La troisième partie élargit une nouvelle fois l’étude en analysant les parcours des Irlandais qui assistèrent au dîner et en le replaçant dans leur parcours de révolutionnaires, de l’éclatement de la Révolution en 1789 jusqu’à l’arrivée de Théobald Wolfe Tone en février 1796 à Paris (qui marque le début d’une autre phase des relations entre l’Irlande et la France). La présence des Irlandais à l’hôtel White n’est pas anecdotique mais entre bien dans une dynamique révolutionnaire et républicaine qui s’est enclenchée en amont et se poursuit en aval : la plupart des étudiants avait déjà tenté d’instaurer la « république au collège » irlandais de Paris et au moins six d’entre eux devinrent des agents au service de la France en guerre contre l’Angleterre dont Nicolas Madgett, William Duckett et Bernard MacSheehy.
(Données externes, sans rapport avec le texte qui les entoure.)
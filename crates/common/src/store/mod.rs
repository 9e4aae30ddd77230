//! Persistence boundary for proposals
//!
//! `ProposalStore` is the only way proposal state is read or mutated. The
//! contract every backend must honor:
//!
//! - Writes that change status atomically bump `version`, set `updated_at`
//!   and append the review record in one operation; partial application is
//!   impossible by construction.
//! - All mutations are guarded by `expected_version`; a stale version loses
//!   the race with `VersionConflict` and never applies.
//! - Counter increments are commutative atomic adds and never touch
//!   `version`.

mod memory;
mod postgres;

pub use memory::MemoryProposalStore;
pub use postgres::{DbPool, PgProposalStore};

use crate::domain::{
    AttachedFile, BusinessModel, CompanyInfo, CompanySize, FinancialInfo, FullContent, Industry,
    Proposal, ProposalStatus, ReviewRecord, TeaserContent,
};
use crate::errors::Result;
use async_trait::async_trait;
use chrono::{DateTime, Utc};
use serde::{Deserialize, Serialize};
use uuid::Uuid;

/// Monotonic counters on a proposal
#[derive(Debug, Clone, Copy, PartialEq, Eq)]
pub enum Counter {
    Views,
    Sent,
    Interest,
}

impl Counter {
    pub fn column(&self) -> &'static str {
        match self {
            Counter::Views => "view_count",
            Counter::Sent => "sent_count",
            Counter::Interest => "interest_count",
        }
    }
}

/// Lifecycle timestamp set alongside certain transitions
#[derive(Debug, Clone, Copy, PartialEq, Eq)]
pub enum LifecycleStamp {
    Submitted,
    Approved,
    Published,
}

impl LifecycleStamp {
    pub fn column(&self) -> &'static str {
        match self {
            LifecycleStamp::Submitted => "submitted_at",
            LifecycleStamp::Approved => "approved_at",
            LifecycleStamp::Published => "published_at",
        }
    }
}

/// Partial content update; `None` fields are left untouched
#[derive(Debug, Clone, Default, Serialize, Deserialize)]
pub struct ContentPatch {
    pub company_info: Option<CompanyInfo>,
    pub financial_info: Option<FinancialInfo>,
    pub business_model: Option<BusinessModel>,
    pub teaser_content: Option<TeaserContent>,
    pub full_content: Option<FullContent>,
    pub attached_files: Option<Vec<AttachedFile>>,
}

impl ContentPatch {
    pub fn is_empty(&self) -> bool {
        self.company_info.is_none()
            && self.financial_info.is_none()
            && self.business_model.is_none()
            && self.teaser_content.is_none()
            && self.full_content.is_none()
            && self.attached_files.is_none()
    }
}

/// Typed filter for proposal queries; clauses compose by AND
#[derive(Debug, Clone, Default, PartialEq)]
pub struct ProposalFilter {
    /// Empty means no status constraint
    pub statuses: Vec<ProposalStatus>,
    pub creator_id: Option<Uuid>,
    /// Case-insensitive substring over company name, teaser title/summary
    /// and industry label
    pub keyword: Option<String>,
    pub industries: Vec<Industry>,
    pub company_sizes: Vec<CompanySize>,
    pub min_revenue: Option<i64>,
    pub max_revenue: Option<i64>,
    /// Case-insensitive substring match against headquarters
    pub locations: Vec<String>,
    pub min_founded_year: Option<i32>,
    pub max_founded_year: Option<i32>,
    pub created_from: Option<DateTime<Utc>>,
    pub created_to: Option<DateTime<Utc>>,
}

impl ProposalFilter {
    /// Evaluate the filter against a proposal.
    ///
    /// Shared semantics for every backend: the in-memory store applies this
    /// directly; the Postgres store translates it to SQL clause by clause.
    /// A range clause on an absent block never matches, mirroring a query
    /// on a missing document field.
    pub fn matches(&self, p: &Proposal) -> bool {
        if !self.statuses.is_empty() && !self.statuses.contains(&p.status) {
            return false;
        }
        if let Some(creator) = self.creator_id {
            if p.creator_id != creator {
                return false;
            }
        }
        if let Some(ref keyword) = self.keyword {
            let needle = keyword.to_lowercase();
            let mut haystacks: Vec<String> = Vec::new();
            if let Some(ref company) = p.company_info {
                haystacks.push(company.company_name.to_lowercase());
                haystacks.push(company.industry.label().to_string());
            }
            if let Some(ref teaser) = p.teaser_content {
                haystacks.push(teaser.title.to_lowercase());
                haystacks.push(teaser.summary.to_lowercase());
            }
            if !haystacks.iter().any(|h| h.contains(&needle)) {
                return false;
            }
        }
        if !self.industries.is_empty() {
            match p.company_info.as_ref() {
                Some(c) if self.industries.contains(&c.industry) => {}
                _ => return false,
            }
        }
        if !self.company_sizes.is_empty() {
            match p.company_info.as_ref() {
                Some(c) if self.company_sizes.contains(&c.company_size) => {}
                _ => return false,
            }
        }
        if self.min_revenue.is_some() || self.max_revenue.is_some() {
            let Some(revenue) = p.financial_info.as_ref().map(|f| f.annual_revenue) else {
                return false;
            };
            if self.min_revenue.is_some_and(|min| revenue < min) {
                return false;
            }
            if self.max_revenue.is_some_and(|max| revenue > max) {
                return false;
            }
        }
        if !self.locations.is_empty() {
            let Some(hq) = p.company_info.as_ref().map(|c| c.headquarters.to_lowercase())
            else {
                return false;
            };
            if !self
                .locations
                .iter()
                .any(|loc| hq.contains(&loc.to_lowercase()))
            {
                return false;
            }
        }
        if self.min_founded_year.is_some() || self.max_founded_year.is_some() {
            let Some(year) = p.company_info.as_ref().map(|c| c.founded_year) else {
                return false;
            };
            if self.min_founded_year.is_some_and(|min| year < min) {
                return false;
            }
            if self.max_founded_year.is_some_and(|max| year > max) {
                return false;
            }
        }
        if self.created_from.is_some_and(|from| p.created_at < from) {
            return false;
        }
        if self.created_to.is_some_and(|to| p.created_at > to) {
            return false;
        }
        true
    }
}

/// Whitelisted sort keys
#[derive(Debug, Clone, Copy, PartialEq, Eq, Serialize, Deserialize)]
#[serde(rename_all = "snake_case")]
pub enum SortKey {
    CreatedAt,
    UpdatedAt,
    ViewCount,
    Revenue,
    CompanyName,
}

impl SortKey {
    /// Parse a caller-supplied key; unknown keys return `None` so the
    /// caller can fall back to the default
    pub fn parse(s: &str) -> Option<Self> {
        match s {
            "created_at" => Some(SortKey::CreatedAt),
            "updated_at" => Some(SortKey::UpdatedAt),
            "view_count" => Some(SortKey::ViewCount),
            "revenue" => Some(SortKey::Revenue),
            "company_name" => Some(SortKey::CompanyName),
            _ => None,
        }
    }
}

#[derive(Debug, Clone, Copy, PartialEq, Eq, Serialize, Deserialize)]
#[serde(rename_all = "snake_case")]
pub enum SortOrder {
    Asc,
    Desc,
}

#[derive(Debug, Clone, Copy, PartialEq, Eq)]
pub struct SortSpec {
    pub key: SortKey,
    pub order: SortOrder,
}

impl Default for SortSpec {
    fn default() -> Self {
        Self {
            key: SortKey::CreatedAt,
            order: SortOrder::Desc,
        }
    }
}

/// Complete query: filter + sort + window. A limit of 0 means unbounded.
#[derive(Debug, Clone, Default)]
pub struct QuerySpec {
    pub filter: ProposalFilter,
    pub sort: SortSpec,
    pub skip: u64,
    pub limit: u64,
}

/// Optional date window for aggregations
#[derive(Debug, Clone, Copy, Default)]
pub struct DateRange {
    pub from: Option<DateTime<Utc>>,
    pub to: Option<DateTime<Utc>>,
}

impl DateRange {
    pub fn contains(&self, at: DateTime<Utc>) -> bool {
        !self.from.is_some_and(|from| at < from) && !self.to.is_some_and(|to| at > to)
    }
}

/// Per-status aggregate row
#[derive(Debug, Clone, Serialize)]
pub struct StatusCount {
    pub status: ProposalStatus,
    pub count: u64,
    pub avg_view_count: f64,
}

/// Per-industry aggregate row
#[derive(Debug, Clone, Serialize)]
pub struct IndustryCount {
    pub industry: Industry,
    pub count: u64,
}

/// Reviewer throughput aggregate
#[derive(Debug, Clone, Default, Serialize)]
pub struct ReviewEfficiency {
    pub total_reviewers: u64,
    pub total_reviews: u64,
    pub avg_reviews_per_reviewer: f64,
    /// Mean hours from proposal creation to decision, when computable
    pub avg_review_hours: Option<f64>,
}

/// Flattened audit entry for admin history queries
#[derive(Debug, Clone, Serialize)]
pub struct ReviewHistoryEntry {
    pub proposal_id: Uuid,
    pub company_name: Option<String>,
    pub current_status: ProposalStatus,
    pub record: ReviewRecord,
}

/// Persistence boundary trait.
///
/// Implementations must be fully wired at construction; there is no
/// partial-capability probing at runtime.
#[async_trait]
pub trait ProposalStore: Send + Sync {
    /// Insert a new proposal, returning its id
    async fn insert(&self, proposal: &Proposal) -> Result<Uuid>;

    /// Fetch by id; `None` when absent
    async fn find_by_id(&self, id: Uuid) -> Result<Option<Proposal>>;

    /// Apply a content patch. Bumps version by exactly 1 and sets
    /// `updated_at`; fails with `VersionConflict` on a stale version.
    async fn update_content(
        &self,
        id: Uuid,
        expected_version: i64,
        patch: ContentPatch,
    ) -> Result<Proposal>;

    /// Atomically: set status, bump version, set `updated_at`, append the
    /// review record and set the optional lifecycle timestamp.
    async fn apply_transition(
        &self,
        id: Uuid,
        expected_version: i64,
        to: ProposalStatus,
        record: ReviewRecord,
        stamp: Option<LifecycleStamp>,
    ) -> Result<Proposal>;

    /// Hard delete; `false` when the id is unknown. Callers enforce the
    /// Draft-only rule.
    async fn delete(&self, id: Uuid) -> Result<bool>;

    /// Commutative atomic counter add; never bumps version
    async fn increment_counter(&self, id: Uuid, counter: Counter, delta: i64) -> Result<()>;

    /// Filtered, sorted, windowed query with total count
    async fn query(&self, spec: &QuerySpec) -> Result<(Vec<Proposal>, u64)>;

    /// Proposal counts grouped by status within the date range
    async fn status_counts(&self, range: &DateRange) -> Result<Vec<StatusCount>>;

    /// Top industries by proposal count within the date range
    async fn industry_distribution(
        &self,
        range: &DateRange,
        limit: usize,
    ) -> Result<Vec<IndustryCount>>;

    /// Reviewer throughput over decision records within the date range
    async fn review_efficiency(&self, range: &DateRange) -> Result<ReviewEfficiency>;

    /// Flattened decision records (approve/reject), newest first, optionally
    /// restricted to a single operator
    async fn review_history(
        &self,
        range: &DateRange,
        operator_id: Option<Uuid>,
    ) -> Result<Vec<ReviewHistoryEntry>>;
}

#[cfg(test)]
mod tests {
    use super::*;
    use crate::domain::{CompanyInfo, CompanySize, Industry, TeaserContent};

    fn sample() -> Proposal {
        let mut p = Proposal::new(Uuid::new_v4());
        p.company_info = Some(CompanyInfo {
            company_name: "Northwind Robotics".into(),
            industry: Industry::Technology,
            sub_industry: None,
            founded_year: 2015,
            headquarters: "Taipei".into(),
            employee_count: 42,
            company_size: CompanySize::Medium,
            website: None,
        });
        p.teaser_content = Some(TeaserContent {
            title: "Robotics automation leader".into(),
            tagline: None,
            summary: "Industrial automation platform with recurring revenue".into(),
            highlights: vec!["a".into(), "b".into(), "c".into()],
            revenue_range: None,
        });
        p
    }

    #[test]
    fn test_keyword_matches_name_and_summary() {
        let p = sample();
        let mut filter = ProposalFilter {
            keyword: Some("northwind".into()),
            ..Default::default()
        };
        assert!(filter.matches(&p));

        filter.keyword = Some("AUTOMATION".into());
        assert!(filter.matches(&p));

        filter.keyword = Some("bakery".into());
        assert!(!filter.matches(&p));
    }

    #[test]
    fn test_range_on_missing_block_never_matches() {
        let p = sample(); // no financial_info
        let filter = ProposalFilter {
            min_revenue: Some(1),
            ..Default::default()
        };
        assert!(!filter.matches(&p));
    }

    #[test]
    fn test_location_is_case_insensitive_substring() {
        let p = sample();
        let filter = ProposalFilter {
            locations: vec!["taipei".into()],
            ..Default::default()
        };
        assert!(filter.matches(&p));

        let filter = ProposalFilter {
            locations: vec!["osaka".into(), "TAI".into()],
            ..Default::default()
        };
        assert!(filter.matches(&p));
    }

    #[test]
    fn test_sort_key_whitelist() {
        assert_eq!(SortKey::parse("revenue"), Some(SortKey::Revenue));
        assert_eq!(SortKey::parse("profit"), None);
        assert_eq!(SortKey::parse(""), None);
    }
}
Il s’agit également d’examiner comment les Irlandais de la SADH font face au changement de la Convention girondine en Convention montagnarde et aux lois contre les étrangers d’août et de septembre 1793, revenant sur certaines interprétations proposées auparavant, en montrant comment ces Irlandais affirmèrent leur identité irlandaise comme garantie de leur patriotisme et donc de leur identité républicaine et française. L’étude de trois parcours clôt ce mémoire : celui de William Duckett, infatigable agent au service de la France, voyageant entre Paris, Hambourg, Londres, Dublin, Cork, Belfast, bâtissant des réseaux et menant une œuvre de propagande contre le gouvernement de Pitt sous le nom de plume de « Junius Redivivus » (dont la célèbre lettre est analysée en détails) ; celui de Nicolas Madgett, traducteur et espion au service de la Franc (souvent confondu dans l’historiographie avec son cousin homonyme espion au service de l’Angleterre), responsable de la mission de William Jackson en Irlande qui provoque une crise majeure et entraîne l’alliance des Irlandais Unis avec la France ; celui, enfin, de Richard Ferris, prêtre réfractaire, émigré, mais qui rentre en France pour proposer ses services au gouvernement français au nom d’un « Comité révolutionnaire » irlandais aussi difficilement identifiable que passionnant et qui fait le lien entre plusieurs groupes encore peu étudiés : les étudiants et professeurs des collèges irlandais, les marchands (issus de la gentry) catholiques entre France et Irlande et les Defenders, ces « sans-culottes » irlandais.

 

Ainsi, ce mémoire cherche-t-il à compléter la compréhension des relations franco-irlandais pendant la Révolution, jusqu’alors surtout focalisée sur les deux expéditions françaises en Irlande de 1796 et 1798. Réexaminant l’hypothèse selon laquelle le républicanisme irlandais était tardif et opportuniste, professé par les Irlandais Unis à partir de 1795-1796, ce mémoire défend au contraire l’idée que le républicanisme irlandais est plus précoce et qu’il est porté à la fois par des protestants (les futurs chefs des Irlandais Unis et de la Great Rebellion) mais également par des catholiques porteurs d’un « catholicisme des Lumières » qui permet de mieux comprendre comment ils peuvent être à la fois réfractaires et révolutionnaires, catholiques et républicains. Si la représentativité des convives irlandais du dîner à l’hôtel White doit être considérée avec prudence, ces personnages plaident pour l’approfondissement de l’étude des liens entre la France et l’Irlande (et les Etats-Unis) afin de mieux comprendre l’émergence du républicanisme révolutionnaire à la fin du dix-huitième siècle.